Sphingosine (SPH), a sphingolipid metabolite, has come to prominence as a bioactive lipid. Indeed, SPH has been shown to be a critical mediator in TNF-α-, Fas-, phorobol ester-, and doxorubicin-induced apoptosis in variety of cell types [9–11]. Additionally, exogenous SPH also induces apoptosis in different cancer cells [10, 12, 13]. However, despite the fact that SPH function as an important signaling molecule in the regulation of cell growth and apoptosis, its mechanism of action is still not clear. Interestingly, it has been reported that SPH down-regulates the expression of the anti-apoptotic protein Bcl-2 , activates various caspases and stimulates PARP cleavage, a well known target for caspases .
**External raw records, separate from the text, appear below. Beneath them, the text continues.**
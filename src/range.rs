use std::fmt;

use crate::{CalendarError, ChronoField};

/// The valid values of one field in one calendar.
///
/// A range may vary with context: a day-of-month is valid from 1 up to
/// somewhere between 28 and 31 in the ISO calendar, so the range records both
/// the smallest and the largest maximum (and likewise for the minimum).
#[derive(Debug, Clone, Copy, PartialEq, Eq, Hash)]
pub struct ValueRange {
    min:          i64,
    largest_min:  i64,
    smallest_max: i64,
    max:          i64,
}

impl ValueRange {
    /// A range with fixed bounds.
    pub const fn of(min: i64, max: i64) -> Self {
        debug_assert!(min <= max);
        Self {
            min,
            largest_min: min,
            smallest_max: max,
            max,
        }
    }

    /// A range with a fixed minimum and a maximum that varies between `smallest_max` and `max`.
    pub const fn of_variable(min: i64, smallest_max: i64, max: i64) -> Self {
        debug_assert!(min <= smallest_max && smallest_max <= max);
        Self {
            min,
            largest_min: min,
            smallest_max,
            max,
        }
    }

    /// Returns the smallest valid value
    pub const fn min(&self) -> i64 {
        self.min
    }

    /// Returns the largest possible minimum
    pub const fn largest_min(&self) -> i64 {
        self.largest_min
    }

    /// Returns the smallest possible maximum
    pub const fn smallest_max(&self) -> i64 {
        self.smallest_max
    }

    /// Returns the largest valid value
    pub const fn max(&self) -> i64 {
        self.max
    }

    /// True if neither bound varies
    pub const fn is_fixed(&self) -> bool {
        self.min == self.largest_min && self.smallest_max == self.max
    }

    /// True if `value` lies within the outer bounds
    pub const fn is_valid_value(&self, value: i64) -> bool {
        self.min <= value && value <= self.max
    }

    /// Returns `value` unchanged when valid.
    ///
    /// # Errors
    /// Returns `CalendarError::FieldOutOfRange` naming `field` otherwise.
    pub fn check_valid_value(&self, value: i64, field: ChronoField) -> Result<i64, CalendarError> {
        if self.is_valid_value(value) {
            Ok(value)
        } else {
            Err(CalendarError::FieldOutOfRange {
                field,
                value,
                range: *self,
            })
        }
    }

    /// Like [`check_valid_value`](Self::check_valid_value), narrowed to `u32`
    /// for month and day fields whose range is known to be positive.
    pub(crate) fn check_valid_u32(&self, value: i64, field: ChronoField) -> Result<u32, CalendarError> {
        let value = self.check_valid_value(value, field)?;
        u32::try_from(value).map_err(|_| CalendarError::FieldOutOfRange {
            field,
            value,
            range: *self,
        })
    }
}

impl fmt::Display for ValueRange {
    fn fmt(&self, f: &mut fmt::Formatter<'_>) -> fmt::Result {
        write!(f, "{}", self.min)?;
        if self.min != self.largest_min {
            write!(f, "/{}", self.largest_min)?;
        }
        write!(f, " - {}", self.smallest_max)?;
        if self.smallest_max != self.max {
            write!(f, "/{}", self.max)?;
        }
        Ok(())
    }
}

#[cfg(test)]
mod tests {
    use super::*;

    #[test]
    fn test_fixed_range() {
        let range = ValueRange::of(1, 12);
        assert!(range.is_fixed());
        assert_eq!(range.min(), 1);
        assert_eq!(range.max(), 12);
        assert_eq!(range.largest_min(), 1);
        assert_eq!(range.smallest_max(), 12);
    }

    #[test]
    fn test_variable_range() {
        let range = ValueRange::of_variable(1, 28, 31);
        assert!(!range.is_fixed());
        assert_eq!(range.smallest_max(), 28);
        assert_eq!(range.max(), 31);
    }

    #[test]
    fn test_is_valid_value_cases() {
        struct TestCase {
            value:       i64,
            is_valid:    bool,
            description: &'static str,
        }

        let range = ValueRange::of_variable(1, 28, 31);
        let cases = [
            TestCase {
                value:       0,
                is_valid:    false,
                description: "below minimum",
            },
            TestCase {
                value:       1,
                is_valid:    true,
                description: "minimum",
            },
            TestCase {
                value:       30,
                is_valid:    true,
                description: "between smallest and largest maximum",
            },
            TestCase {
                value:       31,
                is_valid:    true,
                description: "maximum",
            },
            TestCase {
                value:       32,
                is_valid:    false,
                description: "above maximum",
            },
        ];

        for case in &cases {
            assert_eq!(
                range.is_valid_value(case.value),
                case.is_valid,
                "value {} ({})",
                case.value,
                case.description
            );
        }
    }

    #[test]
    fn test_check_valid_value_error() {
        let range = ValueRange::of(1, 12);
        assert_eq!(range.check_valid_value(12, ChronoField::MonthOfYear), Ok(12));

        let err = range
            .check_valid_value(13, ChronoField::MonthOfYear)
            .expect_err("expected month 13 to be rejected");
        assert_eq!(
            err,
            CalendarError::FieldOutOfRange {
                field: ChronoField::MonthOfYear,
                value: 13,
                range,
            }
        );
    }

    #[test]
    fn test_check_valid_u32() {
        let range = ValueRange::of(1, 31);
        assert_eq!(range.check_valid_u32(31, ChronoField::DayOfMonth), Ok(31));
        assert!(range.check_valid_u32(-1, ChronoField::DayOfMonth).is_err());
    }

    #[test]
    fn test_display() {
        assert_eq!(ValueRange::of(1, 12).to_string(), "1 - 12");
        assert_eq!(ValueRange::of_variable(1, 28, 31).to_string(), "1 - 28/31");
    }
}
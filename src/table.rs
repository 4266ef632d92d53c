//! Epoch-day index for calendars whose month lengths are tabulated.
//!
//! The table stores the epoch day on which every tabulated month starts, plus
//! one trailing entry for the day after the last month. Month `i` (counted
//! from the first month of the first year) is `starts[i + 1] - starts[i]` days
//! long, so date to epoch-day is one lookup and epoch-day to date is a binary
//! search.

use std::collections::BTreeMap;

use crate::config::MonthLengths;
use crate::consts::{LUNAR_COMMON_YEAR_LENGTH, MAX_LUNAR_MONTH_LENGTH, MIN_LUNAR_MONTH_LENGTH, MONTHS_PER_YEAR};
use crate::{CalendarError, ChronoField, ValueRange, VariableCalendarConfig};

const STRIDE: usize = MONTHS_PER_YEAR as usize;

/// Immutable month-start index built from tabulated month lengths.
#[derive(Debug, Clone, PartialEq, Eq)]
pub struct MonthTable {
    min_year:         i64,
    max_year:         i64,
    starts:           Vec<i64>,
    min_month_length: u32,
    max_month_length: u32,
    min_year_length:  u32,
    max_year_length:  u32,
}

impl MonthTable {
    /// Builds the table for `min_year..=max_year`.
    ///
    /// `anchor_epoch_day` is the epoch day of the first day of `min_year`.
    ///
    /// # Errors
    /// Returns `CalendarError::Configuration` if the range is empty, a year in
    /// range is missing, a year outside the range is supplied, or a month
    /// length lies outside 29..=32.
    pub fn new(
        calendar: &str,
        min_year: i64,
        max_year: i64,
        years: &BTreeMap<i64, MonthLengths>,
        anchor_epoch_day: i64,
    ) -> Result<Self, CalendarError> {
        if min_year > max_year {
            return Err(CalendarError::configuration(
                calendar,
                format!("empty year range {min_year}..={max_year}"),
            ));
        }
        if let Some(stray) = years.keys().find(|&&year| year < min_year || year > max_year) {
            return Err(CalendarError::configuration(
                calendar,
                format!("year {stray} outside {min_year}..={max_year}"),
            ));
        }

        let span = max_year
            .checked_sub(min_year)
            .and_then(|diff| diff.checked_add(1))
            .and_then(|span| usize::try_from(span).ok())
            .ok_or_else(|| CalendarError::configuration(calendar, "year range too large"))?;
        if years.len() != span {
            return Err(CalendarError::configuration(
                calendar,
                format!("missing year {}", first_missing_year(years, min_year)),
            ));
        }
        let mut starts = Vec::with_capacity(span * STRIDE + 1);
        starts.push(anchor_epoch_day);

        let mut min_month_length = u32::MAX;
        let mut max_month_length = u32::MIN;
        let mut min_year_length = u32::MAX;
        let mut max_year_length = u32::MIN;
        let mut next_start = anchor_epoch_day;

        for year in min_year..=max_year {
            let lengths = years
                .get(&year)
                .ok_or_else(|| CalendarError::configuration(calendar, format!("missing year {year}")))?;
            let mut year_length = 0;
            for &length in lengths {
                if !(MIN_LUNAR_MONTH_LENGTH..=MAX_LUNAR_MONTH_LENGTH).contains(&length) {
                    return Err(CalendarError::configuration(
                        calendar,
                        format!("year {year}: month length {length} outside {MIN_LUNAR_MONTH_LENGTH}..={MAX_LUNAR_MONTH_LENGTH}"),
                    ));
                }
                min_month_length = min_month_length.min(length);
                max_month_length = max_month_length.max(length);
                year_length += length;
                next_start = next_start
                    .checked_add(i64::from(length))
                    .ok_or_else(|| CalendarError::configuration(calendar, "epoch day overflow"))?;
                starts.push(next_start);
            }
            min_year_length = min_year_length.min(year_length);
            max_year_length = max_year_length.max(year_length);
        }

        Ok(Self {
            min_year,
            max_year,
            starts,
            min_month_length,
            max_month_length,
            min_year_length,
            max_year_length,
        })
    }

    /// Builds the table described by a variable-calendar record, spanning its
    /// smallest to largest tabulated year.
    ///
    /// # Errors
    /// Returns `CalendarError::Configuration` for any malformed entry, a gap
    /// between years, or an invalid anchor date.
    pub fn from_config(config: &VariableCalendarConfig) -> Result<Self, CalendarError> {
        let years = config.month_lengths()?;
        let anchor = config.anchor_epoch_day()?;
        let (Some(&min_year), Some(&max_year)) = (years.keys().next(), years.keys().next_back()) else {
            return Err(CalendarError::configuration(&config.id, "no year entries"));
        };
        Self::new(&config.id, min_year, max_year, &years, anchor)
    }

    /// Epoch day of a tabulated date.
    ///
    /// # Errors
    /// Returns `CalendarError::FieldOutOfRange` for the first component outside the table.
    pub fn epoch_day_of(&self, year: i64, month: u32, day: u32) -> Result<i64, CalendarError> {
        let index = self.month_index(year, month)?;
        let length = self.length_at(index);
        ValueRange::of(1, i64::from(length)).check_valid_value(i64::from(day), ChronoField::DayOfMonth)?;
        Ok(self.starts[index] + i64::from(day) - 1)
    }

    /// The tabulated `(year, month, day)` of an epoch day.
    ///
    /// # Errors
    /// Returns `CalendarError::FieldOutOfRange` if the epoch day precedes the
    /// first tabulated day or follows the last.
    pub fn date_of(&self, epoch_day: i64) -> Result<(i64, u32, u32), CalendarError> {
        self.epoch_day_range()
            .check_valid_value(epoch_day, ChronoField::EpochDay)?;
        // greatest start <= epoch_day; the range check guarantees one exists below the trailing entry
        let index = self.starts.partition_point(|&start| start <= epoch_day) - 1;
        let year = self.min_year + (index / STRIDE) as i64;
        let month = (index % STRIDE) as u32 + 1;
        let day = (epoch_day - self.starts[index]) as u32 + 1;
        Ok((year, month, day))
    }

    /// # Errors
    /// Returns `CalendarError::FieldOutOfRange` if the year or month is not tabulated.
    pub fn month_length(&self, year: i64, month: u32) -> Result<u32, CalendarError> {
        Ok(self.length_at(self.month_index(year, month)?))
    }

    /// Sum of a year's twelve month lengths.
    ///
    /// # Errors
    /// Returns `CalendarError::FieldOutOfRange` if the year is not tabulated.
    pub fn year_length(&self, year: i64) -> Result<u32, CalendarError> {
        let first = self.month_index(year, 1)?;
        // each year spans at most 12 * 32 days
        Ok((self.starts[first + STRIDE] - self.starts[first]) as u32)
    }

    /// # Errors
    /// Returns `CalendarError::FieldOutOfRange` if the year is not tabulated.
    pub fn is_leap_year(&self, year: i64) -> Result<bool, CalendarError> {
        Ok(self.year_length(year)? > LUNAR_COMMON_YEAR_LENGTH)
    }

    pub const fn min_year(&self) -> i64 {
        self.min_year
    }

    pub const fn max_year(&self) -> i64 {
        self.max_year
    }

    pub const fn min_month_length(&self) -> u32 {
        self.min_month_length
    }

    pub const fn max_month_length(&self) -> u32 {
        self.max_month_length
    }

    pub const fn min_year_length(&self) -> u32 {
        self.min_year_length
    }

    pub const fn max_year_length(&self) -> u32 {
        self.max_year_length
    }

    /// Epoch day of the first tabulated day
    pub fn first_epoch_day(&self) -> i64 {
        self.starts.first().copied().unwrap_or_default()
    }

    /// Epoch day following the last tabulated day
    pub fn last_epoch_day(&self) -> i64 {
        self.starts.last().copied().unwrap_or_default()
    }

    /// Month-start epoch days, one per tabulated month plus the trailing end
    pub fn month_starts(&self) -> &[i64] {
        &self.starts
    }

    pub const fn year_range(&self) -> ValueRange {
        ValueRange::of(self.min_year, self.max_year)
    }

    pub fn epoch_day_range(&self) -> ValueRange {
        ValueRange::of(self.first_epoch_day(), self.last_epoch_day() - 1)
    }

    fn month_index(&self, year: i64, month: u32) -> Result<usize, CalendarError> {
        self.year_range().check_valid_value(year, ChronoField::Year)?;
        ValueRange::of(1, i64::from(MONTHS_PER_YEAR)).check_valid_value(i64::from(month), ChronoField::MonthOfYear)?;
        // year and month are range-checked, so the offset is non-negative
        Ok((year - self.min_year) as usize * STRIDE + (month - 1) as usize)
    }

    fn length_at(&self, index: usize) -> u32 {
        // adjacent starts differ by a validated month length
        (self.starts[index + 1] - self.starts[index]) as u32
    }
}

/// First year at or after `min_year` without an entry. `years` holds no key below `min_year`.
fn first_missing_year(years: &BTreeMap<i64, MonthLengths>, min_year: i64) -> i64 {
    let mut expected = min_year;
    for &year in years.keys() {
        if year != expected {
            break;
        }
        expected = expected.saturating_add(1);
    }
    expected
}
Akt (also known as protein kinase B; PKB), has been identified as a key downstream effector of phosphoinositide-3-kinase (PI3K) that blocks apoptosis in variety of cell types . Akt is an inactive cytosolic protein, which is recruited to the plasma membrane and activated by phosphorylation at Thr308 and Ser473 in response to growth factors or cytokines [17, 18]. Akt is known to prevent apoptosis by catalyzing the phosphorylation of a number of downstream targets including Par-4 [19, 20], GSK-3β , BAD , caspase-9 , XIAP , ASK-1 , Mdm2 . Following its activation, Akt is inactivated by dephosphorylation, which is mediated by protein phosphatae-1 (PP1) or protein phosphatase-2A (PP2A) like phosphatases [27, 28]. Recently, we have shown that protein phosphatase-1-dependant inhibition of Akt phosphorylation is critical for the SPH-induced apoptosis in human leukemic cells .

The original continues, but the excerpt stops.